Information générale
Forum:
News
Catégorie:
International
Divers
Thread ID:
01356375
Message ID:
01356379
Vues:
15
>At lunch time I just read Maureen Dowd's column in today's paper. (Here is a link -- http://www.nytimes.com/2008/10/22/opinion/22dowd.html?_r=1&scp=2&sq=maureen%20dowd&st=cse&oref=slogin). She writes about Colin Powell saying one of the reasons he decided to speak out the other day was a photo in The New Yorker of a mother grieving over the grave of her son, who was killed in Iraq. Powell said he stared at the picture for an hour, thinking about how the politics of polarization have been used to divide us.
>
>As it happens the same photo arrested my attention, although not for an hour, when I read that issue a week or so ago. It was the picture of a mother's grief, along with her son's name, Kareem Rashad Sultan Khan, that grabbed me. It was a reminder that all kinds of dash-Americans have died in Iraq.

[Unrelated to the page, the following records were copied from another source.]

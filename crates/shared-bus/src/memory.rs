//! # In-Memory Broker
//!
//! A process-local bus with the same failure modes as a networked broker.
//!
//! Uses `tokio::sync::broadcast` for the request queue and the update topic.
//! The broker can be taken down and brought back up at runtime; taking it
//! down ends every open session with `ConnectionLost`, exactly like a
//! dropped broker connection.
//!
//! ```text
//!   adapter endpoint                         generator endpoint
//!   ───────────────                          ──────────────────
//!   send(Requests) ──► [ request queue ] ──► forwarder ─► on_message
//!   on_message ◄── forwarder ◄── [ update topic ] ◄── send(Updates)
//! ```

use std::collections::HashSet;
use std::sync::atomic::{AtomicBool, AtomicU64, Ordering};
use std::sync::{Arc, Weak};

use async_trait::async_trait;
use parking_lot::{Mutex, RwLock};
use tokio::runtime::Handle;
use tokio::sync::{broadcast, watch};
use tokio::task::JoinHandle;
use tracing::{debug, info, warn};

use crate::transport::{Channel, InboundListener, Transport, TransportError};
use crate::DEFAULT_CHANNEL_CAPACITY;

/// Process-local message broker.
pub struct InMemoryBroker {
    requests: broadcast::Sender<Arc<[u8]>>,
    updates: broadcast::Sender<Arc<[u8]>>,
    destinations: RwLock<HashSet<String>>,
    available: AtomicBool,
    /// Bumped every time the broker goes down.
    outages: watch::Sender<u64>,
    messages_routed: AtomicU64,
}

impl InMemoryBroker {
    /// Create an available broker with default channel capacity.
    #[must_use]
    pub fn new() -> Self {
        Self::with_capacity(DEFAULT_CHANNEL_CAPACITY)
    }

    /// Create an available broker with the given channel capacity.
    #[must_use]
    pub fn with_capacity(capacity: usize) -> Self {
        let (requests, _) = broadcast::channel(capacity);
        let (updates, _) = broadcast::channel(capacity);
        let (outages, _) = watch::channel(0);
        Self {
            requests,
            updates,
            destinations: RwLock::new(HashSet::new()),
            available: AtomicBool::new(true),
            outages,
            messages_routed: AtomicU64::new(0),
        }
    }

    /// Make a destination name known to the broker.
    pub fn declare(&self, name: &str) {
        self.destinations.write().insert(name.to_string());
    }

    /// Whether a destination name is known.
    #[must_use]
    pub fn is_declared(&self, name: &str) -> bool {
        self.destinations.read().contains(name)
    }

    /// Bring the broker up or take it down.
    ///
    /// Going down ends every open session; connects fail with `Unreachable`
    /// until the broker is available again.
    pub fn set_available(&self, available: bool) {
        let was = self.available.swap(available, Ordering::SeqCst);
        if was && !available {
            self.outages.send_modify(|n| *n += 1);
            warn!("In-memory broker down");
        } else if !was && available {
            info!("In-memory broker up");
        }
    }

    #[must_use]
    pub fn is_available(&self) -> bool {
        self.available.load(Ordering::SeqCst)
    }

    /// Total payloads accepted for routing.
    #[must_use]
    pub fn messages_routed(&self) -> u64 {
        self.messages_routed.load(Ordering::Relaxed)
    }

    fn channel(&self, channel: Channel) -> &broadcast::Sender<Arc<[u8]>> {
        match channel {
            Channel::Requests => &self.requests,
            Channel::Updates => &self.updates,
        }
    }

    fn route(&self, channel: Channel, payload: &[u8]) -> Result<(), TransportError> {
        if !self.is_available() {
            return Err(TransportError::NotReady);
        }
        self.messages_routed.fetch_add(1, Ordering::Relaxed);

        match self.channel(channel).send(Arc::from(payload)) {
            Ok(receivers) => {
                debug!(channel = ?channel, receivers, "Payload routed");
            }
            Err(_) => {
                // Nobody listening; same as a topic without subscribers.
                debug!(channel = ?channel, "Payload dropped (no receivers)");
            }
        }
        Ok(())
    }
}

impl Default for InMemoryBroker {
    fn default() -> Self {
        Self::new()
    }
}

/// Which side of the feed an endpoint serves.
#[derive(Debug, Clone, Copy, PartialEq, Eq)]
pub enum Role {
    /// Sends requests, listens to updates.
    Adapter,
    /// Publishes updates, listens to requests.
    Generator,
}

impl Role {
    #[must_use]
    pub fn inbound(self) -> Channel {
        match self {
            Self::Adapter => Channel::Updates,
            Self::Generator => Channel::Requests,
        }
    }

    #[must_use]
    pub fn outbound(self) -> Channel {
        match self {
            Self::Adapter => Channel::Requests,
            Self::Generator => Channel::Updates,
        }
    }

    fn label(self) -> &'static str {
        match self {
            Self::Adapter => "adapter",
            Self::Generator => "generator",
        }
    }
}

struct Session {
    alive: Arc<AtomicBool>,
    forwarder: JoinHandle<()>,
}

/// One endpoint connected to an `InMemoryBroker`.
pub struct InMemoryTransport {
    broker: Arc<InMemoryBroker>,
    role: Role,
    queue_name: String,
    topic_name: String,
    runtime: Handle,
    session: Mutex<Option<Session>>,
    listener: Mutex<Option<Weak<dyn InboundListener>>>,
}

impl InMemoryTransport {
    /// Create an endpoint. Forwarder tasks are spawned on `runtime`.
    #[must_use]
    pub fn new(
        broker: Arc<InMemoryBroker>,
        role: Role,
        queue_name: impl Into<String>,
        topic_name: impl Into<String>,
        runtime: Handle,
    ) -> Self {
        Self {
            broker,
            role,
            queue_name: queue_name.into(),
            topic_name: topic_name.into(),
            runtime,
            session: Mutex::new(None),
            listener: Mutex::new(None),
        }
    }

    /// Whether a session is open and still alive.
    #[must_use]
    pub fn is_connected(&self) -> bool {
        self.session
            .lock()
            .as_ref()
            .is_some_and(|s| s.alive.load(Ordering::SeqCst))
    }

    fn close_session(&self) {
        if let Some(session) = self.session.lock().take() {
            session.alive.store(false, Ordering::SeqCst);
            session.forwarder.abort();
            debug!(role = self.role.label(), "Session closed");
        }
    }
}

#[async_trait]
impl Transport for InMemoryTransport {
    async fn connect(&self) -> Result<(), TransportError> {
        if !self.broker.is_available() {
            return Err(TransportError::Unreachable(
                "in-memory broker is down".to_string(),
            ));
        }
        for name in [&self.queue_name, &self.topic_name] {
            if !self.broker.is_declared(name) {
                return Err(TransportError::InvalidEndpoint(name.clone()));
            }
        }

        self.close_session();

        let mut inbound = self.broker.channel(self.role.inbound()).subscribe();
        let mut outages = self.broker.outages.subscribe();
        outages.borrow_and_update();

        let listener = self.listener.lock().clone();
        let alive = Arc::new(AtomicBool::new(true));
        let session_alive = alive.clone();
        let role = self.role;

        let forwarder = self.runtime.spawn(async move {
            loop {
                tokio::select! {
                    received = inbound.recv() => match received {
                        Ok(payload) => {
                            match listener.as_ref().and_then(Weak::upgrade) {
                                Some(listener) => listener.on_message(&payload),
                                None => debug!(role = role.label(), "Inbound payload without listener"),
                            }
                        }
                        Err(broadcast::error::RecvError::Lagged(count)) => {
                            warn!(role = role.label(), lagged = count, "Listener lagged, payloads dropped");
                        }
                        Err(broadcast::error::RecvError::Closed) => break,
                    },
                    changed = outages.changed() => {
                        session_alive.store(false, Ordering::SeqCst);
                        if changed.is_ok() {
                            if let Some(listener) = listener.as_ref().and_then(Weak::upgrade) {
                                listener.on_transport_error(TransportError::ConnectionLost);
                            }
                        }
                        break;
                    }
                }
            }
        });

        *self.session.lock() = Some(Session { alive, forwarder });
        debug!(role = self.role.label(), "Session opened");
        Ok(())
    }

    fn reset(&self) {
        self.close_session();
    }

    fn send(&self, channel: Channel, payload: &[u8]) -> Result<(), TransportError> {
        if channel != self.role.outbound() {
            return Err(TransportError::Failure(format!(
                "{} endpoint cannot send on {channel:?}",
                self.role.label()
            )));
        }
        if !self.is_connected() {
            return Err(TransportError::NotReady);
        }
        self.broker.route(channel, payload)
    }

    fn set_listener(&self, listener: Weak<dyn InboundListener>) {
        *self.listener.lock() = Some(listener);
    }
}

impl Drop for InMemoryTransport {
    fn drop(&mut self) {
        self.close_session();
    }
}

#[cfg(test)]
mod tests {
    use super::*;
    use std::time::Duration;

    #[derive(Default)]
    struct RecordingListener {
        messages: Mutex<Vec<Vec<u8>>>,
        errors: Mutex<Vec<TransportError>>,
    }

    impl InboundListener for RecordingListener {
        fn on_message(&self, payload: &[u8]) {
            self.messages.lock().push(payload.to_vec());
        }

        fn on_transport_error(&self, error: TransportError) {
            self.errors.lock().push(error);
        }
    }

    fn broker() -> Arc<InMemoryBroker> {
        let broker = Arc::new(InMemoryBroker::new());
        broker.declare("queue");
        broker.declare("topic");
        broker
    }

    fn endpoint(broker: &Arc<InMemoryBroker>, role: Role) -> InMemoryTransport {
        InMemoryTransport::new(broker.clone(), role, "queue", "topic", Handle::current())
    }

    async fn settle() {
        tokio::time::sleep(Duration::from_millis(20)).await;
    }

    #[tokio::test]
    async fn test_connect_failures() {
        let broker = Arc::new(InMemoryBroker::new());
        let adapter = endpoint(&broker, Role::Adapter);

        assert!(matches!(
            adapter.connect().await,
            Err(TransportError::InvalidEndpoint(name)) if name == "queue"
        ));

        broker.declare("queue");
        broker.declare("topic");
        broker.set_available(false);
        assert!(matches!(
            adapter.connect().await,
            Err(TransportError::Unreachable(_))
        ));

        broker.set_available(true);
        assert!(adapter.connect().await.is_ok());
        assert!(adapter.is_connected());
    }

    #[tokio::test]
    async fn test_requests_reach_generator() {
        let broker = broker();
        let adapter = endpoint(&broker, Role::Adapter);
        let generator = endpoint(&broker, Role::Generator);

        let listener = Arc::new(RecordingListener::default());
        let weak: Weak<dyn InboundListener> = Arc::downgrade(&listener) as Weak<dyn InboundListener>;
        generator.set_listener(weak);

        generator.connect().await.unwrap();
        adapter.connect().await.unwrap();
        adapter.send(Channel::Requests, b"reset").unwrap();
        settle().await;

        assert_eq!(*listener.messages.lock(), vec![b"reset".to_vec()]);
    }

    #[tokio::test]
    async fn test_send_requires_session_and_role() {
        let broker = broker();
        let adapter = endpoint(&broker, Role::Adapter);

        assert_eq!(
            adapter.send(Channel::Requests, b"reset"),
            Err(TransportError::NotReady)
        );

        adapter.connect().await.unwrap();
        assert!(matches!(
            adapter.send(Channel::Updates, b"{}"),
            Err(TransportError::Failure(_))
        ));

        adapter.reset();
        adapter.reset();
        assert!(!adapter.is_connected());
    }

    #[tokio::test]
    async fn test_outage_notifies_listener_once() {
        let broker = broker();
        let adapter = endpoint(&broker, Role::Adapter);
        let listener = Arc::new(RecordingListener::default());
        adapter.set_listener(Arc::downgrade(&listener) as Weak<dyn InboundListener>);
        adapter.connect().await.unwrap();

        broker.set_available(false);
        settle().await;

        assert_eq!(*listener.errors.lock(), vec![TransportError::ConnectionLost]);
        assert!(!adapter.is_connected());
        assert_eq!(
            adapter.send(Channel::Requests, b"reset"),
            Err(TransportError::NotReady)
        );
    }
}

Here is the photo (#16):
>
>http://www.newyorker.com/online/2008/09/29/slideshow_080929_platon?viewall=true#showHeader
>
>#18 also grabbed me.
>
>The New Yorker doesn't do a lot of photo galleries but they all seem to be memorable.

I also hate the war in Iraq, but somehow, that picture of the mother at her son's grave looks posed to me. Don't get me wrong; I'm sure she is grieving her son's death - what mother wouldn't. But that picture just doesn't look like a candid photo to me. Maybe I'm wrong, but that's the impression I got. Maybe it's because I would expect any mother or friend or relation to be facing the grave rather than sitting behind it.